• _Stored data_
#####
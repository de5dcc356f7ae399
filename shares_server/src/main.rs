//! Sandbox quotes API server.
//!
//! Serves the gainers, quote and logo endpoints the `shares` client reads, backed
//! by an in-memory market whose prices random-walk in a background thread.
//!
//! - `QuoteGenerator` — moves every price one step per tick.
//! - `routes` — `axum` handlers; each checks the `token` query parameter.
//!
//! Usage example (CLI):
//! ```bash
//! shares_server --bind 127.0.0.1:8080 --token sandbox --tick-ms 250
//! ```
//!
//! Ctrl+C stops the listener gracefully and then the generator thread.
#![warn(missing_docs)]
use std::sync::{
    Arc, RwLock,
    atomic::{AtomicBool, Ordering},
};
use std::time::Duration;

use clap::Parser;
use log::{error, info, warn};
use shares_common::Result;

use crate::args::Args;
use crate::model::market::Market;
use crate::model::quote_generator::QuoteGenerator;
use crate::routes::AppState;

mod args;
pub mod model;
mod routes;

#[tokio::main]
async fn main() -> Result<()> {
    init_logger();
    let args = Args::parse();

    let market = Arc::new(RwLock::new(Market::sandbox()));
    log_listings(&market);

    let shutdown = Arc::new(AtomicBool::new(false));
    let generator = QuoteGenerator::start(
        market.clone(),
        Duration::from_millis(args.tick_ms),
        shutdown.clone(),
    );

    let state = AppState::new(market, &args.token, args.gainers);
    let listener = tokio::net::TcpListener::bind(args.bind.as_str()).await?;
    info!("Quotes API listening on http://{}", listener.local_addr()?);

    axum::serve(listener, routes::router(state))
        .with_graceful_shutdown(shutdown_signal())
        .await?;

    shutdown.store(true, Ordering::SeqCst);
    if generator.join().is_err() {
        error!("Market generator panicked");
    }
    info!("Server stopped.");
    Ok(())
}

fn log_listings(market: &RwLock<Market>) {
    match market.read() {
        Ok(market) if market.is_empty() => warn!("Market opened with no listings"),
        Ok(market) => info!("Market opened with {} listings", market.len()),
        Err(e) => error!("Market lock poisoned: {}", e),
    }
}

async fn shutdown_signal() {
    if let Err(e) = tokio::signal::ctrl_c().await {
        error!("Error waiting for Ctrl+C: {}", e);
        return;
    }
    info!("Ctrl+C received. Shutting down server...");
}

fn init_logger() {
    env_logger::Builder::new()
        .filter_level(log::LevelFilter::Info)
        .parse_default_env()
        .init();
}
//! Company directory: the rows of the picker.
//!
//! The directory is either static (built in, or read from a file) or fetched
//! from the gainers endpoint. Rows are ordered and symbols are unique; a later
//! duplicate of a symbol is dropped.
use std::collections::HashSet;
use std::io::BufRead;

use log::debug;
use shares_common::company::CompanyParser;
use shares_common::{Company, SharesError, Symbol};

/// Where the directory comes from.
#[derive(Debug, Clone, Copy, PartialEq, Eq)]
pub enum DirectorySource {
    /// Loaded once at startup; never refetched.
    Static,
    /// Fetched from the gainers endpoint, refetched when connectivity returns.
    Gainers,
}

/// Ordered list of unique companies.
#[derive(Debug, Clone, Default, PartialEq, Eq)]
pub struct CompanyDirectory {
    companies: Vec<Company>,
}

impl CompanyDirectory {
    pub fn new(companies: Vec<Company>) -> Self {
        let mut seen = HashSet::new();
        let companies = companies
            .into_iter()
            .filter(|company| {
                let fresh = seen.insert(company.symbol.clone());
                if !fresh {
                    debug!("Dropping duplicate directory row {}", company.symbol);
                }
                fresh
            })
            .collect();
        Self { companies }
    }

    pub fn builtin() -> Self {
        Self::new(Company::builtin())
    }

    /// Read a `SYMBOL,Name` per line companies file.
    pub fn from_reader<R: BufRead>(reader: R) -> Result<Self, SharesError> {
        Ok(Self::new(Company::parse_from_file(reader)?))
    }

    pub fn len(&self) -> usize {
        self.companies.len()
    }

    pub fn is_empty(&self) -> bool {
        self.companies.is_empty()
    }

    /// Company at a 0-based row.
    pub fn row(&self, index: usize) -> Option<&Company> {
        self.companies.get(index)
    }

    pub fn find(&self, symbol: &Symbol) -> Option<&Company> {
        self.companies.iter().find(|company| company.symbol == *symbol)
    }

    pub fn position(&self, symbol: &Symbol) -> Option<usize> {
        self.companies.iter().position(|company| company.symbol == *symbol)
    }

    pub fn companies(&self) -> &[Company] {
        &self.companies
    }
}

#[cfg(test)]
mod tests {
    use super::*;
    use std::io::Cursor;

    fn symbol(s: &str) -> Symbol {
        Symbol::parse(s).expect("symbol")
    }

    #[test]
    fn builtin_rows_resolve_by_index_and_symbol() {
        let directory = CompanyDirectory::builtin();
        assert_eq!(directory.len(), 6);
        assert_eq!(directory.row(0).map(|c| c.name.as_str()), Some("Apple"));
        assert_eq!(directory.position(&symbol("fb")), Some(4));
        assert!(directory.row(6).is_none());
        assert!(directory.find(&symbol("TSLA")).is_none());
    }

    #[test]
    fn duplicates_keep_first_row() {
        let directory = CompanyDirectory::new(vec![
            Company::new(symbol("AAPL"), "Apple"),
            Company::new(symbol("AAPL"), "Apple again"),
            Company::new(symbol("MSFT"), "Microsoft"),
        ]);
        assert_eq!(directory.len(), 2);
        assert_eq!(directory.row(0).map(|c| c.name.as_str()), Some("Apple"));
    }

    #[test]
    fn empty_directory_has_no_rows() {
        let directory = CompanyDirectory::new(Vec::new());
        assert!(directory.is_empty());
        assert!(directory.row(0).is_none());
    }

    #[test]
    fn reads_companies_file() {
        let directory =
            CompanyDirectory::from_reader(Cursor::new("TSLA,Tesla\nTSLA,Dup\nNFLX\n")).expect("file");
        assert_eq!(directory.len(), 2);
        assert_eq!(directory.row(1).map(|c| c.name.as_str()), Some("NFLX"));
    }
}
//! Result type alias shared across the workspace.
//!
//! This module defines a convenient alias that defaults the error type to the
//! common `SharesError`, so functions can simply return `Result<T>`.
use crate::error::SharesError;

/// Workspace-wide `Result` alias with `SharesError` as the default error.
pub type Result<T, E = SharesError> = std::result::Result<T, E>;
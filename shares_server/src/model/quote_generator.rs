//! Market price generator.
//!
//! The `QuoteGenerator` runs a background thread that moves every listed price
//! one random-walk step per tick. The market is shared with the HTTP handlers
//! through an `Arc<RwLock<Market>>`, so every request observes the same
//! sequence of prices.
//!
//! The thread stops when the shutdown flag is set or the lock is poisoned.

use std::sync::{
    Arc, RwLock,
    atomic::{AtomicBool, Ordering},
};
use std::thread::{self, JoinHandle};
use std::time::Duration;

use log::{error, info};

use crate::model::market::Market;

/// Background market data generator.
pub struct QuoteGenerator;

impl QuoteGenerator {
    /// Start the generator thread.
    pub fn start(
        market: Arc<RwLock<Market>>,
        tick: Duration,
        shutdown: Arc<AtomicBool>,
    ) -> JoinHandle<()> {
        thread::spawn(move || {
            info!(
                "Market generator started (thread {:?}, tick {:?})",
                thread::current().id(),
                tick
            );
            let mut rng = rand::rng();
            while !shutdown.load(Ordering::Relaxed) {
                match market.write() {
                    Ok(mut market) => market.tick(&mut rng),
                    Err(e) => {
                        error!("Market lock poisoned: {}", e);
                        break;
                    }
                }
                thread::sleep(tick);
            }
            info!("Market generator stopping...");
        })
    }
}

#[cfg(test)]
mod tests {
    use super::*;
    use shares_common::Symbol;

    #[test]
    fn generator_moves_prices_until_shutdown() {
        let market = Arc::new(RwLock::new(Market::sandbox()));
        let shutdown = Arc::new(AtomicBool::new(false));
        let aapl = Symbol::parse("AAPL").expect("symbol");
        let before = market
            .read()
            .expect("lock")
            .listing(&aapl)
            .map(|listing| listing.price);

        let handle = QuoteGenerator::start(market.clone(), Duration::from_millis(1), shutdown.clone());
        thread::sleep(Duration::from_millis(50));
        shutdown.store(true, Ordering::SeqCst);
        handle.join().expect("generator thread");

        let after = market
            .read()
            .expect("lock")
            .listing(&aapl)
            .map(|listing| listing.price);
        assert_ne!(before, after);
    }
}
#####
• _EXERCISE_
For each line in the data that contains the string "refetched", give a copy of that line.

• _TASK RESPONSE_
    /// Loaded once at startup; never refetched.
    /// Fetched from the gainers endpoint, refetched when connectivity returns.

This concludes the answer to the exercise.